G-D is in golus. Ultimately, of course, when there will be the third Beis Ha’Mikdash, G-D will return to Har Moriah—Mount Moriah, which is the rock. Ultimately speaking, really, it’s always the Beis Ha’Mikdash within us; that’s really what we experience.
Participant: You said that, in the time of mashiach, if I remember correctly, you just close your eyes and you can experience nevuah if we have that level, that we will be higher than the prophets were, that we can have nevuah instantly instead of having to do sheimos. It will be quicker and easier so why do we need the third Beis Ha’Mikdash?
R'Kessin: If we have nevuah, why would anybody go to Jerusalem? I could stay in Lakewood, shut my eyes, do what I have to do and....it says that, when mashiach comes, you could tap into nevuah and it would be incredibly easy. The old-time nevi’im had to struggle but the time of Mashiach will be the time when, as it says, the presence of G-D will saturate the whole planet. So, the question is: why bother going to a Beis Ha’Mikdash? That’s really what you’re asking.

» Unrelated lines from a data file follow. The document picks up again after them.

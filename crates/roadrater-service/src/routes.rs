//! Router configuration.
//!
//! This module sets up the Axum router with all routes and middleware.

use std::sync::Arc;
use std::time::Duration;

use axum::http::header::CONTENT_TYPE;
use axum::middleware;
use axum::response::Response;
use axum::routing::{get, post};
use axum::Router;
use tower_http::cors::{Any, CorsLayer};
use tower_http::limit::RequestBodyLimitLayer;
use tower_http::timeout::TimeoutLayer;
use tower_http::trace::TraceLayer;

use crate::error::envelope_for_status;
use crate::handlers::{auth, health, ratings, roads};
use crate::state::AppState;

/// Create the service router with all routes and middleware.
///
/// # Routes
///
/// ## Public
/// - `GET /health` - Health check
/// - `POST /auth/register` - Register a new user
/// - `POST /auth/login` - Log in, returns a bearer token
/// - `GET /roads` - Paged road segments with aggregate ratings
/// - `GET /roads/:id` - One segment merged with its statistics
/// - `GET /top5` - Top-5 leaderboard
///
/// ## Authenticated
/// - `GET /auth/me` - Current user (required auth)
/// - `POST /ratings` - Submit a rating (required auth)
/// - `GET /ratings/:segment_id` - Segment ratings feed (optional auth)
pub fn create_router(state: AppState) -> Router {
    // Extract config values before moving state
    let cors = build_cors_layer(&state.config.cors_origins);
    let max_body_bytes = state.config.max_body_bytes;
    let request_timeout_seconds = state.config.request_timeout_seconds;

    let state = Arc::new(state);

    Router::new()
        .route("/health", get(health::health))
        // Auth
        .route("/auth/register", post(auth::register))
        .route("/auth/login", post(auth::login))
        .route("/auth/me", get(auth::me))
        // Roads
        .route("/roads", get(roads::list_roads))
        .route("/roads/:id", get(roads::get_road))
        .route("/top5", get(roads::top_roads))
        // Ratings
        .route("/ratings", post(ratings::create_rating))
        .route("/ratings/:segment_id", get(ratings::list_ratings))
        // Global middleware
        .layer(TraceLayer::new_for_http())
        .layer(RequestBodyLimitLayer::new(max_body_bytes))
        .layer(TimeoutLayer::new(Duration::from_secs(
            request_timeout_seconds,
        )))
        .layer(middleware::map_response(envelope_bare_errors))
        .layer(cors)
        .with_state(state)
}

/// Rewrap error responses that bypass the handler stack (timeouts,
/// body limits, unmatched routes) so every failure carries the uniform
/// envelope. Enveloped errors already serialize as JSON and pass
/// through untouched.
async fn envelope_bare_errors(response: Response) -> Response {
    let status = response.status();
    let is_json = response
        .headers()
        .get(CONTENT_TYPE)
        .and_then(|value| value.to_str().ok())
        .is_some_and(|value| value.starts_with("application/json"));

    if (status.is_client_error() || status.is_server_error()) && !is_json {
        return envelope_for_status(status);
    }
    response
}

/// Build the CORS layer from configured origins.
fn build_cors_layer(origins: &[String]) -> CorsLayer {
    if origins.iter().any(|o| o == "*") {
        CorsLayer::new()
            .allow_origin(Any)
            .allow_methods(Any)
            .allow_headers(Any)
    } else {
        let origins: Vec<_> = origins.iter().filter_map(|o| o.parse().ok()).collect();

        CorsLayer::new()
            .allow_origin(origins)
            .allow_methods(Any)
            .allow_headers(Any)
    }
}
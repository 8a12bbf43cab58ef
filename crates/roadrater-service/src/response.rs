//! Uniform success envelope.
//!
//! Every successful response is `{"success": true, "data": {...}}`;
//! failures are produced by [`crate::error::ApiError`].

use axum::http::StatusCode;
use axum::Json;
use serde::Serialize;

/// Success envelope wrapping a response payload.
#[derive(Debug, Serialize)]
pub struct Envelope<T> {
    /// Always `true` for success responses.
    pub success: bool,

    /// The payload.
    pub data: T,
}

/// Wrap a payload as a 200 success response.
pub fn ok<T: Serialize>(data: T) -> (StatusCode, Json<Envelope<T>>) {
    (StatusCode::OK, Json(Envelope { success: true, data }))
}

/// Wrap a payload as a 201 success response.
pub fn created<T: Serialize>(data: T) -> (StatusCode, Json<Envelope<T>>) {
    (
        StatusCode::CREATED,
        Json(Envelope { success: true, data }),
    )
}
//! Common test utilities for roadrater integration tests.

#![allow(dead_code)] // Some utilities are used by different test files

use std::sync::Arc;

use axum::Router;
use axum_test::TestServer;
use serde_json::json;

use roadrater_service::{create_router, AppState, ServiceConfig};
use roadrater_store::MemStore;

/// Test harness containing everything needed for integration tests.
pub struct TestHarness {
    /// The test server for making HTTP requests.
    pub server: TestServer,
    /// The in-memory store, kept for direct seeding and assertions.
    pub store: Arc<MemStore>,
}

impl TestHarness {
    /// Create a new test harness with an empty in-memory store.
    pub fn new() -> Self {
        let store = Arc::new(MemStore::new());
        let state = AppState::new(store.clone(), test_config());
        let router: Router = create_router(state);
        let server = TestServer::new(router).expect("Failed to create test server");

        Self { server, store }
    }

    /// Create a harness with road segments seeded as ids 1..=n.
    pub fn with_segments(names: &[&str]) -> Self {
        let harness = Self::new();
        for (index, name) in names.iter().enumerate() {
            harness.store.seed_segment(index as i64 + 1, name, None, None);
        }
        harness
    }

    /// Register a user and log in, returning the bearer token.
    pub async fn register_and_login(&self, username: &str, password: &str) -> String {
        self.server
            .post("/auth/register")
            .json(&json!({ "username": username, "password": password }))
            .await
            .assert_status(axum::http::StatusCode::CREATED);

        let response = self
            .server
            .post("/auth/login")
            .json(&json!({ "username": username, "password": password }))
            .await;
        response.assert_status_ok();

        let body: serde_json::Value = response.json();
        body["data"]["token"]
            .as_str()
            .expect("login response should carry a token")
            .to_string()
    }

    /// Authorization header value for a bearer token.
    pub fn bearer(token: &str) -> axum::http::HeaderValue {
        axum::http::HeaderValue::from_str(&format!("Bearer {token}"))
            .expect("token should be a valid header value")
    }
}

impl Default for TestHarness {
    fn default() -> Self {
        Self::new()
    }
}

fn test_config() -> ServiceConfig {
    ServiceConfig {
        port: 0,
        cors_origins: vec!["*".into()],
        jwt_secret: "integration-test-secret".into(),
        database_url: "postgres://unused".into(),
        max_body_bytes: 1024 * 1024,
        request_timeout_seconds: 30,
    }
}
//! RoadRater HTTP API Service.
//!
//! This crate provides the HTTP API for crowdsourced road-quality
//! ratings, including:
//!
//! - Registration and login (JWT bearer tokens)
//! - Road segment listings with aggregate ratings
//! - Transactional rating submission with average recomputation
//! - A top-5 leaderboard
//!
//! # Authentication
//!
//! Tokens are HS256 JWTs signed with the configured shared secret and
//! expire one hour after issuance. Rating submission requires a token;
//! rating listings accept one optionally to personalize the response.

#![forbid(unsafe_code)]
#![warn(missing_docs)]
#![warn(clippy::all)]
#![warn(clippy::pedantic)]
// Allow some pedantic lints that are noisy for Axum handler functions
#![allow(clippy::missing_errors_doc)] // Axum handlers all return Result

pub mod auth;
pub mod config;
pub mod crypto;
pub mod error;
pub mod extract;
pub mod handlers;
pub mod response;
pub mod routes;
pub mod state;

pub use config::{ConfigError, ServiceConfig};
pub use error::ApiError;
pub use routes::create_router;
pub use state::AppState;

Participant: There was an episode in the desert when Joshua went to Moshe and said that there are people prophesying and Moshe’s reaction was that it was good and he hoped everyone would be able to.
Another participant: So why will we need a Beis Ha’Mikdash?
R'Kessin: I think the answer is that, even when the mashiach comes, there are variabilities. You have to understand exactly what the Beis Hamikdash is. What is a person? What is the Beis Hamikdash?
It starts with the ten sefiros—Divine energies. They, collectively, are called the “partzuf”—configuration. As I said, the ten is “adam.” A partzuf refers to a complete face which is a complete configuration. Those ten sefiros are sub-divided to 613 parts. Those sefiros create a neshamah that also has 613 parts. That neshamah resides in a guf--body that also has 613 parts.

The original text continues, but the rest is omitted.